Exercise brief: The full listing is to be written out again, unchanged.

====== Extracted material

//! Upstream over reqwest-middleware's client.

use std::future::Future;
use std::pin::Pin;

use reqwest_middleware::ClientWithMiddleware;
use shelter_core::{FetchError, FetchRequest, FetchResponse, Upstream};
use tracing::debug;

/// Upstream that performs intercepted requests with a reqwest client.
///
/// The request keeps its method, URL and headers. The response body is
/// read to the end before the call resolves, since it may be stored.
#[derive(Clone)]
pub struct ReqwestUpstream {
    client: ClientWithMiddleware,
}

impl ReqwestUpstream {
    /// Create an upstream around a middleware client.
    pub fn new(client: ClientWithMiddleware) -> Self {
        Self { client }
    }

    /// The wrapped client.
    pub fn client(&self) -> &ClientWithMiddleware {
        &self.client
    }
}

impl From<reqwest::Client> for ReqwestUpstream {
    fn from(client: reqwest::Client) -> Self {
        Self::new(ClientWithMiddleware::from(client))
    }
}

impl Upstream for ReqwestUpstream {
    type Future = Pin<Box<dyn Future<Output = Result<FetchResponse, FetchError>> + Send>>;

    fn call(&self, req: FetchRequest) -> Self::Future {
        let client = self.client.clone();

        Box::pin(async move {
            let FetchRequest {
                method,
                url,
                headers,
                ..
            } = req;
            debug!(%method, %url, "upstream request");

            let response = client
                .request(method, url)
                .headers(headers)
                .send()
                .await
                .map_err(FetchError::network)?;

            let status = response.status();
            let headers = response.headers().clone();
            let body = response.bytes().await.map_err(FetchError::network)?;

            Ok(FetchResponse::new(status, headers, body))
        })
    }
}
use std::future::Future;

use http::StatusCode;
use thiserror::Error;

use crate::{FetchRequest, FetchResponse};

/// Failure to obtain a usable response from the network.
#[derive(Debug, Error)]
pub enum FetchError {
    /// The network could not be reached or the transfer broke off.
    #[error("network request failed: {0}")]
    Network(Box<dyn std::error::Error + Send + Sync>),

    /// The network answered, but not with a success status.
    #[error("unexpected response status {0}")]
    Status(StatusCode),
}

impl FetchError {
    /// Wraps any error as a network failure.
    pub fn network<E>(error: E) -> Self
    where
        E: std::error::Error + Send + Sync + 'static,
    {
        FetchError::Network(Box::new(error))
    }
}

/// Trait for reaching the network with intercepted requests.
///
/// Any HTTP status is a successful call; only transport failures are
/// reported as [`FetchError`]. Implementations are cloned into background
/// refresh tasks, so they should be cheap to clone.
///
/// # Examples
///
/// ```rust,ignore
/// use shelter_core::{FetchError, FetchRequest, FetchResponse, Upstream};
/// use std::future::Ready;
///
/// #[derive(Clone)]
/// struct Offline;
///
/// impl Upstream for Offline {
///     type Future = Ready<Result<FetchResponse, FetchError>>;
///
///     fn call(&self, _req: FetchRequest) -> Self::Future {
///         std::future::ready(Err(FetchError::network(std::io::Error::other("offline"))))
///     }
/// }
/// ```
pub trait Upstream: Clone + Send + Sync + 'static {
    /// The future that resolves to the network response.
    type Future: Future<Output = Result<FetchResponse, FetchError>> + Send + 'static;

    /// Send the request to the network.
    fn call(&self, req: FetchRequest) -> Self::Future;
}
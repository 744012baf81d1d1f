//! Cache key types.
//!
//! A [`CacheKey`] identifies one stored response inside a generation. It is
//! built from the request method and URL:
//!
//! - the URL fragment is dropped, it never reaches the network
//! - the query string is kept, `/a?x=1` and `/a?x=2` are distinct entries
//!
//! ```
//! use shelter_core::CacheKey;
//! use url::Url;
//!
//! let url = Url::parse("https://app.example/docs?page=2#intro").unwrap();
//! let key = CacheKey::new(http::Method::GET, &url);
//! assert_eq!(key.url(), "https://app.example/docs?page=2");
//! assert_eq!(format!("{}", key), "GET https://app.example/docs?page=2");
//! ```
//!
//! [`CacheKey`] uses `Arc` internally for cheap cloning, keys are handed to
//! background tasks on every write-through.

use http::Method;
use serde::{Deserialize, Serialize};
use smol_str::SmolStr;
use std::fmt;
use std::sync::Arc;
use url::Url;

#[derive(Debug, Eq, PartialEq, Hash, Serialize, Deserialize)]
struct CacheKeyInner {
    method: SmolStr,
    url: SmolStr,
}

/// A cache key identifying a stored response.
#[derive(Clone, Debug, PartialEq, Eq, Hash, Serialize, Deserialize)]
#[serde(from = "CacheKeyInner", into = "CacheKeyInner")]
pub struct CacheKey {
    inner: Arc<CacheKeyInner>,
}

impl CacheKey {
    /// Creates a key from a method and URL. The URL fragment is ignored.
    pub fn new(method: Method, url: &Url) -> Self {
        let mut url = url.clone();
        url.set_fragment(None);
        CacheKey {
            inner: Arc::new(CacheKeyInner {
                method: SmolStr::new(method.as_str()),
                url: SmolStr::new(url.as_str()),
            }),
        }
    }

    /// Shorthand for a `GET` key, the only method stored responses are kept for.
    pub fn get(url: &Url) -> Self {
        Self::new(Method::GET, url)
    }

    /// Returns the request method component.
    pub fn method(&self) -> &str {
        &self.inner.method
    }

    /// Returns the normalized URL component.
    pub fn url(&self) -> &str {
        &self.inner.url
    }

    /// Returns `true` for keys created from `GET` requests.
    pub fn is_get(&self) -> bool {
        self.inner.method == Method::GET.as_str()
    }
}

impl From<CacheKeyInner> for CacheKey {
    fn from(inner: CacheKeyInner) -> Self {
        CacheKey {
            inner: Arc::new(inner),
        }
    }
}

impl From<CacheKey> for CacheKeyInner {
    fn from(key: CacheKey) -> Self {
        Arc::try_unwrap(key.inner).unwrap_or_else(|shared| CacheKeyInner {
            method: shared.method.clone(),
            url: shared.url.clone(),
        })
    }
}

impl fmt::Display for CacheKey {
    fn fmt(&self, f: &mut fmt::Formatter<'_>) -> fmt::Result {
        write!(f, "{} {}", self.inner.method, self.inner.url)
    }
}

============

Exercise result:
//! Upstream over reqwest-middleware's client.

use std::future::Future;
use std::pin::Pin;

use reqwest_middleware::ClientWithMiddleware;
use shelter_core::{FetchError, FetchRequest, FetchResponse, Upstream};
use tracing::debug;

/// Upstream that performs intercepted requests with a reqwest client.
///
/// The request keeps its method, URL and headers. The response body is
/// read to the end before the call resolves, since it may be stored.
#[derive(Clone)]
pub struct ReqwestUpstream {
    client: ClientWithMiddleware,
}

impl ReqwestUpstream {
    /// Create an upstream around a middleware client.
    pub fn new(client: ClientWithMiddleware) -> Self {
        Self { client }
    }

    /// The wrapped client.
    pub fn client(&self) -> &ClientWithMiddleware {
        &self.client
    }
}

impl From<reqwest::Client> for ReqwestUpstream {
    fn from(client: reqwest::Client) -> Self {
        Self::new(ClientWithMiddleware::from(client))
    }
}

impl Upstream for ReqwestUpstream {
    type Future = Pin<Box<dyn Future<Output = Result<FetchResponse, FetchError>> + Send>>;

    fn call(&self, req: FetchRequest) -> Self::Future {
        let client = self.client.clone();

        Box::pin(async move {
            let FetchRequest {
                method,
                url,
                headers,
                ..
            } = req;
            debug!(%method, %url, "upstream request");

            let response = client
                .request(method, url)
                .headers(headers)
                .send()
                .await
                .map_err(FetchError::network)?;

            let status = response.status();
            let headers = response.headers().clone();
            let body = response.bytes().await.map_err(FetchError::network)?;

            Ok(FetchResponse::new(status, headers, body))
        })
    }
}
use std::future::Future;

use http::StatusCode;
use thiserror::Error;

use crate::{FetchRequest, FetchResponse};

/// Failure to obtain a usable response from the network.
#[derive(Debug, Error)]
pub enum FetchError {
    /// The network could not be reached or the transfer broke off.
    #[error("network request failed: {0}")]
    Network(Box<dyn std::error::Error + Send + Sync>),

    /// The network answered, but not with a success status.
    #[error("unexpected response status {0}")]
    Status(StatusCode),
}

impl FetchError {
    /// Wraps any error as a network failure.
    pub fn network<E>(error: E) -> Self
    where
        E: std::error::Error + Send + Sync + 'static,
    {
        FetchError::Network(Box::new(error))
    }
}

/// Trait for reaching the network with intercepted requests.
///
/// Any HTTP status is a successful call; only transport failures are
/// reported as [`FetchError`]. Implementations are cloned into background
/// refresh tasks, so they should be cheap to clone.
///
/// # Examples
///
/// ```rust,ignore
/// use shelter_core::{FetchError, FetchRequest, FetchResponse, Upstream};
/// use std::future::Ready;
///
/// #[derive(Clone)]
/// struct Offline;
///
/// impl Upstream for Offline {
///     type Future = Ready<Result<FetchResponse, FetchError>>;
///
///     fn call(&self, _req: FetchRequest) -> Self::Future {
///         std::future::ready(Err(FetchError::network(std::io::Error::other("offline"))))
///     }
/// }
/// ```
pub trait Upstream: Clone + Send + Sync + 'static {
    /// The future that resolves to the network response.
    type Future: Future<Output = Result<FetchResponse, FetchError>> + Send + 'static;

    /// Send the request to the network.
    fn call(&self, req: FetchRequest) -> Self::Future;
}
repository 744012baf81d1d1f
//! Cache key types.
//!
//! A [`CacheKey`] identifies one stored response inside a generation. It is
//! built from the request method and URL:
//!
//! - the URL fragment is dropped, it never reaches the network
//! - the query string is kept, `/a?x=1` and `/a?x=2` are distinct entries
//!
//! ```
//! use shelter_core::CacheKey;
//! use url::Url;
//!
//! let url = Url::parse("https://app.example/docs?page=2#intro").unwrap();
//! let key = CacheKey::new(http::Method::GET, &url);
//! assert_eq!(key.url(), "https://app.example/docs?page=2");
//! assert_eq!(format!("{}", key), "GET https://app.example/docs?page=2");
//! ```
//!
//! [`CacheKey`] uses `Arc` internally for cheap cloning, keys are handed to
//! background tasks on every write-through.

use http::Method;
use serde::{Deserialize, Serialize};
use smol_str::SmolStr;
use std::fmt;
use std::sync::Arc;
use url::Url;

#[derive(Debug, Eq, PartialEq, Hash, Serialize, Deserialize)]
struct CacheKeyInner {
    method: SmolStr,
    url: SmolStr,
}

/// A cache key identifying a stored response.
#[derive(Clone, Debug, PartialEq, Eq, Hash, Serialize, Deserialize)]
#[serde(from = "CacheKeyInner", into = "CacheKeyInner")]
pub struct CacheKey {
    inner: Arc<CacheKeyInner>,
}

impl CacheKey {
    /// Creates a key from a method and URL. The URL fragment is ignored.
    pub fn new(method: Method, url: &Url) -> Self {
        let mut url = url.clone();
        url.set_fragment(None);
        CacheKey {
            inner: Arc::new(CacheKeyInner {
                method: SmolStr::new(method.as_str()),
                url: SmolStr::new(url.as_str()),
            }),
        }
    }

    /// Shorthand for a `GET` key, the only method stored responses are kept for.
    pub fn get(url: &Url) -> Self {
        Self::new(Method::GET, url)
    }

    /// Returns the request method component.
    pub fn method(&self) -> &str {
        &self.inner.method
    }

    /// Returns the normalized URL component.
    pub fn url(&self) -> &str {
        &self.inner.url
    }

    /// Returns `true` for keys created from `GET` requests.
    pub fn is_get(&self) -> bool {
        self.inner.method == Method::GET.as_str()
    }
}

impl From<CacheKeyInner> for CacheKey {
    fn from(inner: CacheKeyInner) -> Self {
        CacheKey {
            inner: Arc::new(inner),
        }
    }
}

impl From<CacheKey> for CacheKeyInner {
    fn from(key: CacheKey) -> Self {
        Arc::try_unwrap(key.inner).unwrap_or_else(|shared| CacheKeyInner {
            method: shared.method.clone(),
            url: shared.url.clone(),
        })
    }
}

impl fmt::Display for CacheKey {
    fn fmt(&self, f: &mut fmt::Formatter<'_>) -> fmt::Result {
        write!(f, "{} {}", self.inner.method, self.inner.url)
    }
}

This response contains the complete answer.